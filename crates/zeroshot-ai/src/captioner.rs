//! Image captioning with BLIP, exported as separate vision encoder and text
//! decoder ONNX graphs.
//!
//! The image is resized to the processor's square input size (bicubic),
//! normalized with the processor's mean/std, encoded once, and the caption
//! is decoded greedily from the BOS token until SEP or `max_length`.

use std::path::Path;

use image::imageops::FilterType;
use ort::session::Session;
use ort::value::Tensor;
use parking_lot::Mutex;
use serde::Deserialize;
use tokenizers::Tokenizer;
use tracing::{debug, info};

use crate::util::{has_input, load_json, load_session, load_tokenizer, next_token};
use crate::{ImageCaptioner, ModelFile};

const DEFAULT_MAX_LENGTH: usize = 20;

// ── Model configuration ──

#[derive(Deserialize)]
struct PreprocessorConfig {
    #[serde(default = "default_mean")]
    image_mean: [f32; 3],
    #[serde(default = "default_std")]
    image_std: [f32; 3],
    #[serde(default)]
    size: Option<ImageSize>,
}

#[derive(Deserialize)]
#[serde(untagged)]
enum ImageSize {
    Square(u32),
    Dims { height: u32, width: u32 },
}

impl ImageSize {
    fn side(&self) -> u32 {
        match self {
            Self::Square(s) => *s,
            Self::Dims { height, width } => (*height).max(*width),
        }
    }
}

fn default_mean() -> [f32; 3] {
    [0.481_454_66, 0.457_827_5, 0.408_210_73]
}

fn default_std() -> [f32; 3] {
    [0.268_629_54, 0.261_302_58, 0.275_777_11]
}

#[derive(Deserialize, Default)]
struct BlipConfig {
    #[serde(default)]
    text_config: TextConfig,
}

#[derive(Deserialize)]
struct TextConfig {
    #[serde(default = "default_bos")]
    bos_token_id: i64,
    #[serde(default = "default_sep")]
    sep_token_id: i64,
}

impl Default for TextConfig {
    fn default() -> Self {
        Self {
            bos_token_id: default_bos(),
            sep_token_id: default_sep(),
        }
    }
}

fn default_bos() -> i64 {
    30522
}

fn default_sep() -> i64 {
    102
}

// ── Captioner ──

/// BLIP image captioner (e.g. blip-image-captioning-base).
pub struct BlipCaptioner {
    vision: Mutex<Session>,
    decoder: Mutex<Session>,
    tokenizer: Tokenizer,
    image_size: u32,
    mean: [f32; 3],
    std: [f32; 3],
    bos_token_id: i64,
    sep_token_id: i64,
    encoder_attention_mask: bool,
    max_length: usize,
}

impl BlipCaptioner {
    pub const FILES: &'static [ModelFile] = &[
        ModelFile::new("onnx/vision_model.onnx", "vision_model.onnx"),
        ModelFile::new("onnx/text_decoder_model.onnx", "text_decoder_model.onnx"),
        ModelFile::new("tokenizer.json", "tokenizer.json"),
        ModelFile::new("preprocessor_config.json", "preprocessor_config.json"),
        ModelFile::new("config.json", "config.json"),
    ];

    pub fn load(model_dir: &Path) -> anyhow::Result<Self> {
        let vision = load_session(model_dir, "vision_model.onnx")?;
        let decoder = load_session(model_dir, "text_decoder_model.onnx")?;
        let encoder_attention_mask = has_input(&decoder, "encoder_attention_mask");
        let tokenizer = load_tokenizer(model_dir)?;

        let pre: PreprocessorConfig = load_json(model_dir, "preprocessor_config.json")?;
        let config: BlipConfig = load_json(model_dir, "config.json")?;
        let image_size = pre.size.as_ref().map_or(384, ImageSize::side);

        info!(
            image_size,
            bos = config.text_config.bos_token_id,
            sep = config.text_config.sep_token_id,
            model = %model_dir.display(),
            "loaded captioning model"
        );
        Ok(Self {
            vision: Mutex::new(vision),
            decoder: Mutex::new(decoder),
            tokenizer,
            image_size,
            mean: pre.image_mean,
            std: pre.image_std,
            bos_token_id: config.text_config.bos_token_id,
            sep_token_id: config.text_config.sep_token_id,
            encoder_attention_mask,
            max_length: DEFAULT_MAX_LENGTH,
        })
    }

    /// Maximum number of generated tokens.
    pub fn with_max_length(mut self, max_length: usize) -> Self {
        self.max_length = max_length;
        self
    }

    /// Run the vision encoder: returns hidden states and their shape.
    fn encode(&self, pixels: Vec<f32>) -> anyhow::Result<(Vec<f32>, [i64; 3])> {
        let side = self.image_size as i64;
        let pixel_tensor = Tensor::from_array(([1, 3, side, side], pixels.into_boxed_slice()))?;

        let mut vision = self.vision.lock();
        let outputs = vision.run(ort::inputs!["pixel_values" => pixel_tensor])?;
        let (shape, data) = outputs[0].try_extract_tensor::<f32>()?;
        let dims: &[i64] = shape;
        anyhow::ensure!(
            dims.len() == 3 && dims[0] == 1,
            "unexpected vision output shape: {dims:?}"
        );
        Ok((data.to_vec(), [dims[0], dims[1], dims[2]]))
    }

    fn decode(&self, hidden: &[f32], hidden_shape: [i64; 3]) -> anyhow::Result<Vec<i64>> {
        let mut ids = vec![self.bos_token_id];
        let mut decoder = self.decoder.lock();

        for _ in 0..self.max_length {
            let len = ids.len() as i64;
            let ids_tensor = Tensor::from_array(([1, len], ids.clone().into_boxed_slice()))?;
            let mask_tensor = Tensor::from_array(([1, len], vec![1i64; ids.len()].into_boxed_slice()))?;
            let hidden_tensor =
                Tensor::from_array((hidden_shape, hidden.to_vec().into_boxed_slice()))?;

            let outputs = if self.encoder_attention_mask {
                let enc_len = hidden_shape[1];
                let enc_mask = Tensor::from_array((
                    [1, enc_len],
                    vec![1i64; enc_len as usize].into_boxed_slice(),
                ))?;
                decoder.run(ort::inputs![
                    "input_ids" => ids_tensor,
                    "attention_mask" => mask_tensor,
                    "encoder_hidden_states" => hidden_tensor,
                    "encoder_attention_mask" => enc_mask,
                ])?
            } else {
                decoder.run(ort::inputs![
                    "input_ids" => ids_tensor,
                    "attention_mask" => mask_tensor,
                    "encoder_hidden_states" => hidden_tensor,
                ])?
            };

            // Logits: [1, seq_len, vocab].
            let (shape, logits) = outputs[0].try_extract_tensor::<f32>()?;
            let next = next_token(shape, logits)?;
            if next == self.sep_token_id {
                break;
            }
            ids.push(next);
        }
        Ok(ids)
    }
}

impl ImageCaptioner for BlipCaptioner {
    fn caption(&self, image: &[u8]) -> anyhow::Result<String> {
        let pixels = preprocess(image, self.image_size, self.mean, self.std)?;
        let (hidden, hidden_shape) = self.encode(pixels)?;
        let ids = self.decode(&hidden, hidden_shape)?;

        let tokens: Vec<u32> = ids[1..].iter().map(|&id| id as u32).collect();
        let caption = self
            .tokenizer
            .decode(&tokens, true)
            .map_err(|e| anyhow::anyhow!("detokenize: {e}"))?;
        let caption = caption.trim().to_string();
        debug!(tokens = tokens.len(), %caption, "captioned image");
        Ok(caption)
    }
}

/// Decode, resize to `side`×`side` and normalize into CHW floats.
fn preprocess(bytes: &[u8], side: u32, mean: [f32; 3], std: [f32; 3]) -> anyhow::Result<Vec<f32>> {
    let img = image::load_from_memory(bytes).map_err(|e| anyhow::anyhow!("decode image: {e}"))?;
    let rgb = img
        .resize_exact(side, side, FilterType::CatmullRom)
        .to_rgb8();

    let plane = (side * side) as usize;
    let mut out = vec![0.0f32; 3 * plane];
    for (i, pixel) in rgb.pixels().enumerate() {
        for c in 0..3 {
            let v = pixel.0[c] as f32 / 255.0;
            out[c * plane + i] = (v - mean[c]) / std[c];
        }
    }
    Ok(out)
}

-.-.-

> [EXERCISE GOAL]: Would you please repeat the entire listing, line for line?

> [SOLUTION FOR THIS TASK]:
filename crates/zeroshot-ai/src/captioner.rs
//! Image captioning with BLIP, exported as separate vision encoder and text
//! decoder ONNX graphs.
//!
//! The image is resized to the processor's square input size (bicubic),
//! normalized with the processor's mean/std, encoded once, and the caption
//! is decoded greedily from the BOS token until SEP or `max_length`.

use std::path::Path;

use image::imageops::FilterType;
use ort::session::Session;
use ort::value::Tensor;
use parking_lot::Mutex;
use serde::Deserialize;
use tokenizers::Tokenizer;
use tracing::{debug, info};

use crate::util::{has_input, load_json, load_session, load_tokenizer, next_token};
use crate::{ImageCaptioner, ModelFile};

const DEFAULT_MAX_LENGTH: usize = 20;

// ── Model configuration ──

#[derive(Deserialize)]
struct PreprocessorConfig {
    #[serde(default = "default_mean")]
    image_mean: [f32; 3],
    #[serde(default = "default_std")]
    image_std: [f32; 3],
    #[serde(default)]
    size: Option<ImageSize>,
}

#[derive(Deserialize)]
#[serde(untagged)]
enum ImageSize {
    Square(u32),
    Dims { height: u32, width: u32 },
}

impl ImageSize {
    fn side(&self) -> u32 {
        match self {
            Self::Square(s) => *s,
            Self::Dims { height, width } => (*height).max(*width),
        }
    }
}

fn default_mean() -> [f32; 3] {
    [0.481_454_66, 0.457_827_5, 0.408_210_73]
}

fn default_std() -> [f32; 3] {
    [0.268_629_54, 0.261_302_58, 0.275_777_11]
}

#[derive(Deserialize, Default)]
struct BlipConfig {
    #[serde(default)]
    text_config: TextConfig,
}

#[derive(Deserialize)]
struct TextConfig {
    #[serde(default = "default_bos")]
    bos_token_id: i64,
    #[serde(default = "default_sep")]
    sep_token_id: i64,
}

impl Default for TextConfig {
    fn default() -> Self {
        Self {
            bos_token_id: default_bos(),
            sep_token_id: default_sep(),
        }
    }
}

fn default_bos() -> i64 {
    30522
}

fn default_sep() -> i64 {
    102
}

// ── Captioner ──

/// BLIP image captioner (e.g. blip-image-captioning-base).
pub struct BlipCaptioner {
    vision: Mutex<Session>,
    decoder: Mutex<Session>,
    tokenizer: Tokenizer,
    image_size: u32,
    mean: [f32; 3],
    std: [f32; 3],
    bos_token_id: i64,
    sep_token_id: i64,
    encoder_attention_mask: bool,
    max_length: usize,
}

impl BlipCaptioner {
    pub const FILES: &'static [ModelFile] = &[
        ModelFile::new("onnx/vision_model.onnx", "vision_model.onnx"),
        ModelFile::new("onnx/text_decoder_model.onnx", "text_decoder_model.onnx"),
        ModelFile::new("tokenizer.json", "tokenizer.json"),
        ModelFile::new("preprocessor_config.json", "preprocessor_config.json"),
        ModelFile::new("config.json", "config.json"),
    ];

    pub fn load(model_dir: &Path) -> anyhow::Result<Self> {
        let vision = load_session(model_dir, "vision_model.onnx")?;
        let decoder = load_session(model_dir, "text_decoder_model.onnx")?;
        let encoder_attention_mask = has_input(&decoder, "encoder_attention_mask");
        let tokenizer = load_tokenizer(model_dir)?;

        let pre: PreprocessorConfig = load_json(model_dir, "preprocessor_config.json")?;
        let config: BlipConfig = load_json(model_dir, "config.json")?;
        let image_size = pre.size.as_ref().map_or(384, ImageSize::side);

        info!(
            image_size,
            bos = config.text_config.bos_token_id,
            sep = config.text_config.sep_token_id,
            model = %model_dir.display(),
            "loaded captioning model"
        );
        Ok(Self {
            vision: Mutex::new(vision),
            decoder: Mutex::new(decoder),
            tokenizer,
            image_size,
            mean: pre.image_mean,
            std: pre.image_std,
            bos_token_id: config.text_config.bos_token_id,
            sep_token_id: config.text_config.sep_token_id,
            encoder_attention_mask,
            max_length: DEFAULT_MAX_LENGTH,
        })
    }

    /// Maximum number of generated tokens.
    pub fn with_max_length(mut self, max_length: usize) -> Self {
        self.max_length = max_length;
        self
    }

    /// Run the vision encoder: returns hidden states and their shape.
    fn encode(&self, pixels: Vec<f32>) -> anyhow::Result<(Vec<f32>, [i64; 3])> {
        let side = self.image_size as i64;
        let pixel_tensor = Tensor::from_array(([1, 3, side, side], pixels.into_boxed_slice()))?;

        let mut vision = self.vision.lock();
        let outputs = vision.run(ort::inputs!["pixel_values" => pixel_tensor])?;
        let (shape, data) = outputs[0].try_extract_tensor::<f32>()?;
        let dims: &[i64] = shape;
        anyhow::ensure!(
            dims.len() == 3 && dims[0] == 1,
            "unexpected vision output shape: {dims:?}"
        );
        Ok((data.to_vec(), [dims[0], dims[1], dims[2]]))
    }

    fn decode(&self, hidden: &[f32], hidden_shape: [i64; 3]) -> anyhow::Result<Vec<i64>> {
        let mut ids = vec![self.bos_token_id];
        let mut decoder = self.decoder.lock();

        for _ in 0..self.max_length {
            let len = ids.len() as i64;
            let ids_tensor = Tensor::from_array(([1, len], ids.clone().into_boxed_slice()))?;
            let mask_tensor = Tensor::from_array(([1, len], vec![1i64; ids.len()].into_boxed_slice()))?;
            let hidden_tensor =
                Tensor::from_array((hidden_shape, hidden.to_vec().into_boxed_slice()))?;

            let outputs = if self.encoder_attention_mask {
                let enc_len = hidden_shape[1];
                let enc_mask = Tensor::from_array((
                    [1, enc_len],
                    vec![1i64; enc_len as usize].into_boxed_slice(),
                ))?;
                decoder.run(ort::inputs![
                    "input_ids" => ids_tensor,
                    "attention_mask" => mask_tensor,
                    "encoder_hidden_states" => hidden_tensor,
                    "encoder_attention_mask" => enc_mask,
                ])?
            } else {
                decoder.run(ort::inputs![
                    "input_ids" => ids_tensor,
                    "attention_mask" => mask_tensor,
                    "encoder_hidden_states" => hidden_tensor,
                ])?
            };

            // Logits: [1, seq_len, vocab].
            let (shape, logits) = outputs[0].try_extract_tensor::<f32>()?;
            let next = next_token(shape, logits)?;
            if next == self.sep_token_id {
                break;
            }
            ids.push(next);
        }
        Ok(ids)
    }
}

impl ImageCaptioner for BlipCaptioner {
    fn caption(&self, image: &[u8]) -> anyhow::Result<String> {
        let pixels = preprocess(image, self.image_size, self.mean, self.std)?;
        let (hidden, hidden_shape) = self.encode(pixels)?;
        let ids = self.decode(&hidden, hidden_shape)?;

        let tokens: Vec<u32> = ids[1..].iter().map(|&id| id as u32).collect();
        let caption = self
            .tokenizer
            .decode(&tokens, true)
            .map_err(|e| anyhow::anyhow!("detokenize: {e}"))?;
        let caption = caption.trim().to_string();
        debug!(tokens = tokens.len(), %caption, "captioned image");
        Ok(caption)
    }
}

/// Decode, resize to `side`×`side` and normalize into CHW floats.
fn preprocess(bytes: &[u8], side: u32, mean: [f32; 3], std: [f32; 3]) -> anyhow::Result<Vec<f32>> {
    let img = image::load_from_memory(bytes).map_err(|e| anyhow::anyhow!("decode image: {e}"))?;
    let rgb = img
        .resize_exact(side, side, FilterType::CatmullRom)
        .to_rgb8();

    let plane = (side * side) as usize;
    let mut out = vec![0.0f32; 3 * plane];
    for (i, pixel) in rgb.pixels().enumerate() {
        for c in 0..3 {
            let v = pixel.0[c] as f32 / 255.0;
            out[c * plane + i] = (v - mean[c]) / std[c];
        }
    }
    Ok(out)
}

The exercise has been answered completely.